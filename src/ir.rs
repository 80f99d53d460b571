//! Input trees consumed by the serializers.
//!
//! These are built once by a front end (see `parse.rs`) or by the caller and
//! then only read. None of them carries source positions; the serializers do
//! not need any.

use serde::{Deserialize, Serialize};
use std::fmt;

// ═══════════════════════════════════════════════════════════════════════════════
// HTML
// ═══════════════════════════════════════════════════════════════════════════════

#[derive(Debug, Clone, PartialEq, Eq, Serialize, Deserialize)]
pub struct AttributeIR {
    pub name: String,
    pub value: String,
}

#[derive(Debug, Clone, PartialEq, Eq, Serialize, Deserialize)]
#[serde(tag = "type", rename_all = "camelCase")]
pub enum HtmlNode {
    Element(ElementNode),
    Text(TextNode),
}

#[derive(Debug, Clone, PartialEq, Eq, Serialize, Deserialize)]
pub struct TextNode {
    pub value: String,
}

#[derive(Debug, Clone, PartialEq, Eq, Default, Serialize, Deserialize)]
pub struct ElementNode {
    pub tag: String,
    pub attributes: Vec<AttributeIR>,
    pub children: Vec<HtmlNode>,
}

impl ElementNode {
    pub fn new(tag: impl Into<String>) -> Self {
        Self {
            tag: tag.into(),
            ..Default::default()
        }
    }

    pub fn with_attr(mut self, name: impl Into<String>, value: impl Into<String>) -> Self {
        self.attributes.push(AttributeIR {
            name: name.into(),
            value: value.into(),
        });
        self
    }

    pub fn with_child(mut self, child: ElementNode) -> Self {
        self.children.push(HtmlNode::Element(child));
        self
    }

    pub fn with_text(mut self, value: impl Into<String>) -> Self {
        self.children.push(HtmlNode::Text(TextNode {
            value: value.into(),
        }));
        self
    }

    /// The text of a leaf element: `Some` iff the only child is a text node.
    pub fn inline_text(&self) -> Option<&str> {
        match self.children.as_slice() {
            [HtmlNode::Text(text)] => Some(&text.value),
            _ => None,
        }
    }

    /// Element children in source order. Text siblings are skipped.
    pub fn element_children(&self) -> impl Iterator<Item = &ElementNode> {
        self.children.iter().filter_map(|child| match child {
            HtmlNode::Element(el) => Some(el),
            HtmlNode::Text(_) => None,
        })
    }
}

// ═══════════════════════════════════════════════════════════════════════════════
// JSON
// ═══════════════════════════════════════════════════════════════════════════════

#[derive(Debug, Clone, Copy, PartialEq)]
pub enum Number {
    Int(i64),
    Float(f64),
}

impl Number {
    pub fn is_finite(&self) -> bool {
        match self {
            Number::Int(_) => true,
            Number::Float(f) => f.is_finite(),
        }
    }

    /// Kind name used in encoding errors.
    pub fn kind(&self) -> &'static str {
        match self {
            Number::Float(f) if f.is_nan() => "NaN",
            Number::Float(f) if f.is_infinite() => "Infinity",
            _ => "number",
        }
    }
}

impl fmt::Display for Number {
    fn fmt(&self, f: &mut fmt::Formatter<'_>) -> fmt::Result {
        match self {
            Number::Int(i) => write!(f, "{}", i),
            // -0 prints as 0, matching base-10 formatting on the JS side.
            Number::Float(x) if *x == 0.0 => f.write_str("0"),
            Number::Float(x) => write!(f, "{}", x),
        }
    }
}

impl From<i64> for Number {
    fn from(value: i64) -> Self {
        Number::Int(value)
    }
}

impl From<f64> for Number {
    fn from(value: f64) -> Self {
        Number::Float(value)
    }
}

/// A decoded JSON document, with JavaScript's `undefined` as its own variant.
#[derive(Debug, Clone, PartialEq)]
pub enum JsonValue {
    Null,
    Undefined,
    Bool(bool),
    Number(Number),
    String(String),
    Object(Vec<(String, JsonValue)>),
    Array(Vec<JsonValue>),
}

impl JsonValue {
    pub fn kind(&self) -> &'static str {
        match self {
            JsonValue::Null => "null",
            JsonValue::Undefined => "undefined",
            JsonValue::Bool(_) => "boolean",
            JsonValue::Number(n) => n.kind(),
            JsonValue::String(_) => "string",
            JsonValue::Object(_) => "object",
            JsonValue::Array(_) => "array",
        }
    }

    pub fn object<K: Into<String>>(entries: impl IntoIterator<Item = (K, JsonValue)>) -> Self {
        JsonValue::Object(entries.into_iter().map(|(k, v)| (k.into(), v)).collect())
    }
}

impl From<serde_json::Value> for JsonValue {
    fn from(value: serde_json::Value) -> Self {
        match value {
            serde_json::Value::Null => JsonValue::Null,
            serde_json::Value::Bool(b) => JsonValue::Bool(b),
            serde_json::Value::Number(n) => JsonValue::Number(match n.as_i64() {
                Some(i) => Number::Int(i),
                None => Number::Float(n.as_f64().unwrap_or(f64::NAN)),
            }),
            serde_json::Value::String(s) => JsonValue::String(s),
            serde_json::Value::Array(items) => {
                JsonValue::Array(items.into_iter().map(JsonValue::from).collect())
            }
            serde_json::Value::Object(map) => JsonValue::Object(
                map.into_iter()
                    .map(|(k, v)| (k, JsonValue::from(v)))
                    .collect(),
            ),
        }
    }
}

impl From<&str> for JsonValue {
    fn from(value: &str) -> Self {
        JsonValue::String(value.to_string())
    }
}

impl From<bool> for JsonValue {
    fn from(value: bool) -> Self {
        JsonValue::Bool(value)
    }
}

impl From<i64> for JsonValue {
    fn from(value: i64) -> Self {
        JsonValue::Number(Number::Int(value))
    }
}

impl From<f64> for JsonValue {
    fn from(value: f64) -> Self {
        JsonValue::Number(Number::Float(value))
    }
}

// ═══════════════════════════════════════════════════════════════════════════════
// CSS
// ═══════════════════════════════════════════════════════════════════════════════

#[derive(Debug, Clone, PartialEq, Eq, Serialize, Deserialize)]
pub struct Declaration {
    pub property: String,
    pub value: String,
}

impl Declaration {
    pub fn new(property: impl Into<String>, value: impl Into<String>) -> Self {
        Self {
            property: property.into(),
            value: value.into(),
        }
    }
}

#[derive(Debug, Clone, PartialEq, Eq, Default, Serialize, Deserialize)]
pub struct PlainRule {
    pub selectors: Vec<String>,
    pub declarations: Vec<Declaration>,
}

#[derive(Debug, Clone, PartialEq, Eq, Default, Serialize, Deserialize)]
pub struct KeyframeRule {
    /// `from`, `50%`, `to`, ...
    pub selectors: Vec<String>,
    pub declarations: Vec<Declaration>,
}

#[derive(Debug, Clone, PartialEq, Eq, Default, Serialize, Deserialize)]
pub struct KeyframesBlock {
    pub name: String,
    pub keyframes: Vec<KeyframeRule>,
}

#[derive(Debug, Clone, PartialEq, Eq, Serialize, Deserialize)]
#[serde(tag = "type", rename_all = "camelCase")]
pub enum StyleRule {
    Plain(PlainRule),
    Keyframes(KeyframesBlock),
}

#[derive(Debug, Clone, PartialEq, Eq, Default, Serialize, Deserialize)]
pub struct Stylesheet {
    pub rules: Vec<StyleRule>,
}

#[cfg(test)]
mod tests {
    use super::*;

    #[test]
    fn test_inline_text_only_for_single_text_child() {
        assert_eq!(ElementNode::new("p").with_text("hi").inline_text(), Some("hi"));
        assert_eq!(ElementNode::new("p").with_text("").inline_text(), Some(""));
        assert_eq!(ElementNode::new("p").inline_text(), None);
        assert_eq!(
            ElementNode::new("p")
                .with_text("a")
                .with_text("b")
                .inline_text(),
            None
        );
        assert_eq!(
            ElementNode::new("p")
                .with_child(ElementNode::new("b"))
                .inline_text(),
            None
        );
    }

    #[test]
    fn test_element_children_skip_text() {
        let el = ElementNode::new("ul")
            .with_text("\n  ")
            .with_child(ElementNode::new("li"))
            .with_text("stray")
            .with_child(ElementNode::new("li").with_attr("class", "last"));
        let tags: Vec<_> = el.element_children().map(|c| c.tag.as_str()).collect();
        assert_eq!(tags, vec!["li", "li"]);
    }

    #[test]
    fn test_number_display() {
        assert_eq!(Number::Int(-42).to_string(), "-42");
        assert_eq!(Number::Float(1.5).to_string(), "1.5");
        assert_eq!(Number::Float(3.0).to_string(), "3");
        assert_eq!(Number::Float(-0.0).to_string(), "0");
        assert_eq!(Number::Float(1e21).to_string(), "1000000000000000000000");
    }

    #[test]
    fn test_from_serde_json_keeps_order() {
        let value: serde_json::Value = serde_json::from_str(r#"{"z": 1, "a": [true, null], "m": 2.5}"#).unwrap();
        let value = JsonValue::from(value);
        match value {
            JsonValue::Object(entries) => {
                let keys: Vec<_> = entries.iter().map(|(k, _)| k.as_str()).collect();
                assert_eq!(keys, vec!["z", "a", "m"]);
                assert_eq!(entries[2].1, JsonValue::Number(Number::Float(2.5)));
                assert_eq!(
                    entries[1].1,
                    JsonValue::Array(vec![JsonValue::Bool(true), JsonValue::Null])
                );
            }
            other => panic!("expected object, got {:?}", other),
        }
    }

    #[test]
    fn test_kind_names() {
        assert_eq!(JsonValue::Undefined.kind(), "undefined");
        assert_eq!(JsonValue::from(f64::NAN).kind(), "NaN");
        assert_eq!(JsonValue::from(f64::NEG_INFINITY).kind(), "Infinity");
        assert_eq!(JsonValue::from(7i64).kind(), "number");
    }
}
# # # #
TASK OBJECTIVE -> List the lines of the entries that include "PlainRule".

SOLUTION FOR THIS EXERCISE ->
pub struct PlainRule {
    Plain(PlainRule),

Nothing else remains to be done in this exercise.